To induce contact dermatitis, mice were shaved on the back and topically applied by painting 0.2 mL of 1–2% DCP (046-26741, Wako)42 dissolved in acetone under isoflurane anesthesia7. For the experiments in Fig. 4g, h, DCP was topically applied only to the left side of the back because we injected AAV vectors into the left spinal nerve only. For the experiment in Supplementary Fig. 6, mice were shaved on the cheek and topically applied with 0.05 mL of 2% DCP. Seven days after the first painting (day 7), DCP was painted again on the same area of skin. Seven days later (day 14), scratching behavior and other experiments for whole-cell recordings (day 13 or 14), immunohistochemistry, real-time PCR, dermatitis score, transepidermal water loss were performed. For the experiments in Fig. 4g, h, the number of scratching behaviors by the left hind limb was counted.
For a chronic itch model associated with atopic dermatitis, NC/Nga mice (10–15-week-old) that were maintained under CV conditions were used7,19. As a control, NC/Nga mice (10–15-week-old) housed in specific-pathogen-free (SPF) conditions were used.
Trimming of toenails
As described in our previous study7, to prevent skin damage by scratching, all toenails of the bilateral hindpaws of mice were trimmed every three or four days under isoflurane anesthesia (Supplementary Fig. 2a).

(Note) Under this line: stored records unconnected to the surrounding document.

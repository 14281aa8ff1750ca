//! Request protocol kinds.

use std::fmt;

use serde::{Deserialize, Serialize};

/// Protocol a saved request talks.
#[derive(Debug, Clone, Copy, PartialEq, Eq, Hash, Default, Serialize, Deserialize)]
#[serde(rename_all = "lowercase")]
pub enum RequestType {
    /// Plain HTTP
    #[default]
    Http,
    /// gRPC
    Grpc,
    /// WebSocket
    Websocket,
    /// Socket.IO
    Socketio,
    /// GraphQL
    Graphql,
    /// MQTT
    Mqtt,
    /// AI model endpoint
    Ia,
    /// Model Context Protocol
    Mcp,
}

impl RequestType {
    /// Returns all request types in menu order.
    #[must_use]
    pub const fn all() -> &'static [Self] {
        &[
            Self::Http,
            Self::Grpc,
            Self::Websocket,
            Self::Socketio,
            Self::Graphql,
            Self::Mqtt,
            Self::Ia,
            Self::Mcp,
        ]
    }

    /// Returns the method label a new request of this type starts with.
    #[must_use]
    pub const fn default_method(self) -> &'static str {
        match self {
            Self::Http => "GET",
            Self::Grpc => "GRPC",
            Self::Websocket => "WS",
            Self::Socketio => "SOCKETIO",
            Self::Graphql => "GRAPHQL",
            Self::Mqtt => "MQTT",
            Self::Ia => "IA",
            Self::Mcp => "MCP",
        }
    }

    /// Returns the human-readable label.
    #[must_use]
    pub const fn label(self) -> &'static str {
        match self {
            Self::Http => "HTTP",
            Self::Grpc => "gRPC",
            Self::Websocket => "WebSocket",
            Self::Socketio => "Socket.IO",
            Self::Graphql => "GraphQL",
            Self::Mqtt => "MQTT",
            Self::Ia => "IA",
            Self::Mcp => "MCP",
        }
    }
}

impl fmt::Display for RequestType {
    fn fmt(&self, f: &mut fmt::Formatter<'_>) -> fmt::Result {
        f.write_str(self.label())
    }
}
//! Saved request payload.

use serde::{Deserialize, Serialize};

use super::key_value::KeyValue;
use super::kind::RequestType;

/// How the request body is encoded.
#[derive(Debug, Clone, Copy, PartialEq, Eq, Hash, Default, Serialize, Deserialize)]
#[serde(rename_all = "kebab-case")]
pub enum BodyType {
    /// No body
    #[default]
    None,
    /// `multipart/form-data`
    FormData,
    /// `application/x-www-form-urlencoded`
    #[serde(rename = "x-www-form-urlencoded")]
    UrlEncoded,
    /// Raw text in one of the [`RawType`] flavours
    Raw,
    /// Binary file upload
    Binary,
}

/// Flavour of a raw text body.
#[derive(Debug, Clone, Copy, PartialEq, Eq, Hash, Default, Serialize, Deserialize)]
#[serde(rename_all = "lowercase")]
pub enum RawType {
    /// Plain text
    Text,
    /// JavaScript
    Javascript,
    /// JSON
    #[default]
    Json,
    /// HTML
    Html,
    /// XML
    Xml,
}

/// Authentication scheme applied to the request.
#[derive(Debug, Clone, Copy, PartialEq, Eq, Hash, Default, Serialize, Deserialize)]
#[serde(rename_all = "kebab-case")]
pub enum AuthType {
    /// No authentication
    #[default]
    None,
    /// API key in a header or query parameter
    ApiKey,
    /// Bearer token
    Bearer,
    /// HTTP basic
    Basic,
}

/// Where an API key is attached.
#[derive(Debug, Clone, Copy, PartialEq, Eq, Hash, Default, Serialize, Deserialize)]
#[serde(rename_all = "lowercase")]
pub enum ApiKeyLocation {
    /// Sent as a header
    #[default]
    Header,
    /// Sent as a query parameter
    Query,
}

/// API key credentials.
#[derive(Debug, Clone, Default, PartialEq, Eq, Serialize, Deserialize)]
#[serde(default)]
pub struct ApiKeyAuth {
    /// Header or parameter name.
    pub key: String,
    /// Key value.
    pub value: String,
    /// Where the key goes.
    pub add_to: ApiKeyLocation,
}

/// Bearer token credentials.
#[derive(Debug, Clone, Default, PartialEq, Eq, Serialize, Deserialize)]
#[serde(default)]
pub struct BearerAuth {
    /// Token value.
    pub token: String,
}

/// Basic auth credentials.
#[derive(Debug, Clone, Default, PartialEq, Eq, Serialize, Deserialize)]
#[serde(default)]
pub struct BasicAuth {
    /// Username.
    pub username: String,
    /// Password.
    pub password: String,
}

/// Credentials for every scheme, kept side by side so switching
/// [`AuthType`] back and forth does not lose input.
#[derive(Debug, Clone, Default, PartialEq, Eq, Serialize, Deserialize)]
#[serde(default)]
pub struct AuthData {
    /// API key credentials.
    pub api_key: ApiKeyAuth,
    /// Bearer token credentials.
    pub bearer: BearerAuth,
    /// Basic auth credentials.
    pub basic: BasicAuth,
}

/// HTTP protocol version to negotiate.
#[derive(Debug, Clone, Copy, PartialEq, Eq, Hash, Default, Serialize, Deserialize)]
pub enum HttpVersion {
    /// HTTP/1.1
    #[default]
    #[serde(rename = "HTTP/1.1")]
    Http11,
    /// HTTP/2
    #[serde(rename = "HTTP/2")]
    Http2,
}

/// Per-request transport settings.
#[derive(Debug, Clone, PartialEq, Eq, Serialize, Deserialize)]
#[serde(default)]
pub struct RequestSettings {
    /// Protocol version.
    pub http_version: HttpVersion,
    /// Whether to verify TLS certificates.
    pub verify_ssl: bool,
    /// Whether to follow redirects.
    pub follow_redirects: bool,
}

impl Default for RequestSettings {
    fn default() -> Self {
        Self {
            http_version: HttpVersion::Http11,
            verify_ssl: true,
            follow_redirects: true,
        }
    }
}

/// Everything needed to replay a saved request.
///
/// Owned by the request composer; collection nodes only carry it.
/// Missing fields fall back to their defaults when deserializing so that
/// older saved documents keep loading.
#[derive(Debug, Clone, PartialEq, Eq, Serialize, Deserialize)]
#[serde(default)]
pub struct RequestData {
    /// Method label (`GET`, `POST`, `WS`, `GRPC`, ...).
    pub method: String,
    /// Target URL. May contain `{{variables}}`.
    pub url: String,
    /// Protocol kind.
    pub request_type: RequestType,
    /// Query parameters.
    pub params: Vec<KeyValue>,
    /// Headers.
    pub headers: Vec<KeyValue>,
    /// Selected auth scheme.
    pub auth_type: AuthType,
    /// Credentials for all schemes.
    pub auth_data: AuthData,
    /// Selected body encoding.
    pub body_type: BodyType,
    /// Raw body flavour.
    pub raw_type: RawType,
    /// Raw body text.
    pub body_json: String,
    /// Multipart form rows.
    pub body_form_data: Vec<KeyValue>,
    /// URL-encoded form rows.
    pub body_url_encoded: Vec<KeyValue>,
    /// Transport settings.
    pub settings: RequestSettings,
}

impl Default for RequestData {
    fn default() -> Self {
        Self::new(RequestType::Http.default_method(), "")
    }
}

impl RequestData {
    /// Creates a bare request with the given method and URL.
    #[must_use]
    pub fn new(method: impl Into<String>, url: impl Into<String>) -> Self {
        Self {
            method: method.into(),
            url: url.into(),
            request_type: RequestType::Http,
            params: Vec::new(),
            headers: Vec::new(),
            auth_type: AuthType::None,
            auth_data: AuthData::default(),
            body_type: BodyType::None,
            raw_type: RawType::Json,
            body_json: String::new(),
            body_form_data: Vec::new(),
            body_url_encoded: Vec::new(),
            settings: RequestSettings::default(),
        }
    }

    /// Sets the request type.
    #[must_use]
    pub const fn with_request_type(mut self, request_type: RequestType) -> Self {
        self.request_type = request_type;
        self
    }

    /// Adds a header row.
    #[must_use]
    pub fn with_header(mut self, key: impl Into<String>, value: impl Into<String>) -> Self {
        self.headers.push(KeyValue::new(key, value));
        self
    }
}
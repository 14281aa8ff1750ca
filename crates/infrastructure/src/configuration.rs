//! Engine configuration.
//!
//! Sources, later ones overriding earlier ones:
//! 1. built-in defaults
//! 2. `courier.toml` / `courier.json` in the configuration directory
//! 3. `COURIER_*` environment variables (`COURIER_COPY_SUFFIX`, ...)

use std::path::{Path, PathBuf};

use config::{Config, Environment, File};
use courier_application::TreeSettings;
use courier_domain::collection::{DEFAULT_COPY_SUFFIX, DEFAULT_PATH_SEPARATOR};
use serde::Deserialize;

const APP_DIR: &str = "courier";
const CONFIG_FILE_STEM: &str = "courier";
const ENV_PREFIX: &str = "COURIER";

/// Error type for configuration loading.
#[derive(Debug, thiserror::Error)]
pub enum ConfigError {
    /// A source could not be read or a value has the wrong type.
    #[error("Invalid configuration: {0}")]
    Load(#[from] config::ConfigError),
}

/// Settings of the collection tree engine and its storage.
#[derive(Debug, Clone, PartialEq, Eq, Deserialize)]
pub struct EngineConfig {
    /// Directory holding `workspaces/{id}/collections.json`.
    pub data_dir: PathBuf,
    /// Workspace opened on start.
    pub workspace: String,
    /// Suffix appended to duplicated node names.
    pub copy_suffix: String,
    /// Separator between ancestor names in folder picker paths.
    pub path_separator: String,
    /// Name proposed for a new folder.
    pub default_folder_name: String,
    /// Name proposed for a new request.
    pub default_request_name: String,
    /// URL used for new requests created with a blank URL.
    pub default_url: String,
    /// Whether an empty workspace gets the starter tree.
    pub seed_starter_tree: bool,
}

impl EngineConfig {
    /// Returns the platform data directory for Courier, falling back to
    /// the working directory when the platform has none.
    #[must_use]
    pub fn default_data_dir() -> PathBuf {
        dirs::data_dir().map_or_else(|| PathBuf::from(APP_DIR), |dir| dir.join(APP_DIR))
    }

    /// Loads the configuration, looking for a config file in the default
    /// data directory.
    ///
    /// # Errors
    ///
    /// Returns an error if a config file or variable has an invalid value.
    pub fn load() -> Result<Self, ConfigError> {
        Self::load_from(&Self::default_data_dir())
    }

    /// Loads the configuration, looking for a config file in `config_dir`.
    /// `data_dir` defaults to `config_dir`.
    ///
    /// # Errors
    ///
    /// Returns an error if a config file or variable has an invalid value.
    pub fn load_from(config_dir: &Path) -> Result<Self, ConfigError> {
        let defaults = TreeSettings::default();
        let config = Config::builder()
            .set_default("data_dir", config_dir.to_string_lossy().into_owned())?
            .set_default("workspace", "default")?
            .set_default("copy_suffix", DEFAULT_COPY_SUFFIX)?
            .set_default("path_separator", DEFAULT_PATH_SEPARATOR)?
            .set_default("default_folder_name", defaults.default_folder_name)?
            .set_default("default_request_name", defaults.default_request_name)?
            .set_default("default_url", defaults.default_url)?
            .set_default("seed_starter_tree", true)?
            .add_source(File::from(config_dir.join(CONFIG_FILE_STEM)).required(false))
            .add_source(Environment::with_prefix(ENV_PREFIX).try_parsing(true))
            .build()?;
        Ok(config.try_deserialize()?)
    }

    /// Returns the subset of settings the command dispatcher reads.
    #[must_use]
    pub fn tree_settings(&self) -> TreeSettings {
        TreeSettings {
            copy_suffix: self.copy_suffix.clone(),
            path_separator: self.path_separator.clone(),
            default_folder_name: self.default_folder_name.clone(),
            default_request_name: self.default_request_name.clone(),
            default_url: self.default_url.clone(),
            ..TreeSettings::default()
        }
    }
}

Real-time reverse-transcription polymerase chain reaction
As we previously reported7, mice were anesthetized with pentobarbital and perfused transcardially with PBS. The C3–C5 segments of the spinal cord and DRG or the L3–L5 segments of the DRG were removed immediately. Total RNA was extracted using TRIsure (Bioline, UK) according to the manufacturer’s protocol. The amount of total RNA was quantified by measuring the optical density at 260 nm (OD260) using a spectrophotometer (Nanodrop One, Thermo Fisher, USA). For reverse transcription, 250 ng of total RNA was transferred to the reaction with Prime Script reverse transcriptase (Takara, Japan) and random 6-mer primers. Quantitative polymerase chain reaction (PCR) was carried out with Fast Start Essential DNA Probes Master or Fast Start Essential DNA Green Master (Roche, Switzerland) using LightCycler 96 (Roche) according to the manufacturer’s specifications, and the data were analyzed by LightCycler 96 Software (Roche) using standard curves. Values were normalized to the level of Gapdh mRNA. The TaqMan probe, forward primer, and reverse primer used in this study were as follows: Gapdh, probe, 5′-FAM-ACCACCAACTGCTTAGCCCCCCTG-TAMRA-3′; forward primer, 5′- GCCCCCATGTTTGTGATG-3′; reverse primer, 5′-GGCATGGACTGTGGTCATGA-3′. The primers and probe for Nptx1 (Mm.PT.58.6801270) and Nptx2 (Mm.PT.58.31290939) were obtained from Integrated DNA Technologies (IA, USA). The primers and probe for Lcn2 (Mm01324470_m1, Thermo Fisher Scientific) were used.
Measurement of scratching behavior
Mice were placed individually in a plastic chamber (11 cm in diameter, 18 cm high), and habituated for 0.5–1 hr to allow acclimatization to the new environment. In acute itch model, hind limb scratching behavior directed toward the injection site was videotaped for 30 min after intradermal injection of pruritogens. According to our previous study7, one scratch bout was defined as a lifting of the hind limb toward the injection site and then placing the limb back on the floor. In the cheek model, the number of bouts of scratching with the hindpaw and wiping with the forepaw was counted. In chronic itch models, scratching behavior was automatically detected and objectively evaluated using MicroAct (Neuroscience, Japan) in accordance with a method described previously7. Briefly, under isoflurane anesthesia, a small Teflon-coated magnet (1 mm in diameter, 3 mm in length, Neuroscience) was implanted subcutaneously into the hindpaws of the mice at least 1 day before the first measurement of scratching behavior (for the experiments in Fig. 4g, h, the magnet was implanted into the left hindpaw only). Each mouse with implanted magnet was placed in an observation chamber (11 cm in diameter, 18 cm high) with food and tap water, surrounded by a round coil. The movement of magnets implanted subcutaneously into the hindpaws induced electric currents in the coil, which were amplified and recorded by MicroAct software. The analysis parameters for detecting scratch movements were: threshold, 0.07 V; event gap, 0.2 s; minimum duration, 0.2 s; maximum frequency, 35 Hz; minimum frequency, 2 Hz; minimum beats, 2. Scratching behavior was shown as the number of total scratching strokes over 24 hr.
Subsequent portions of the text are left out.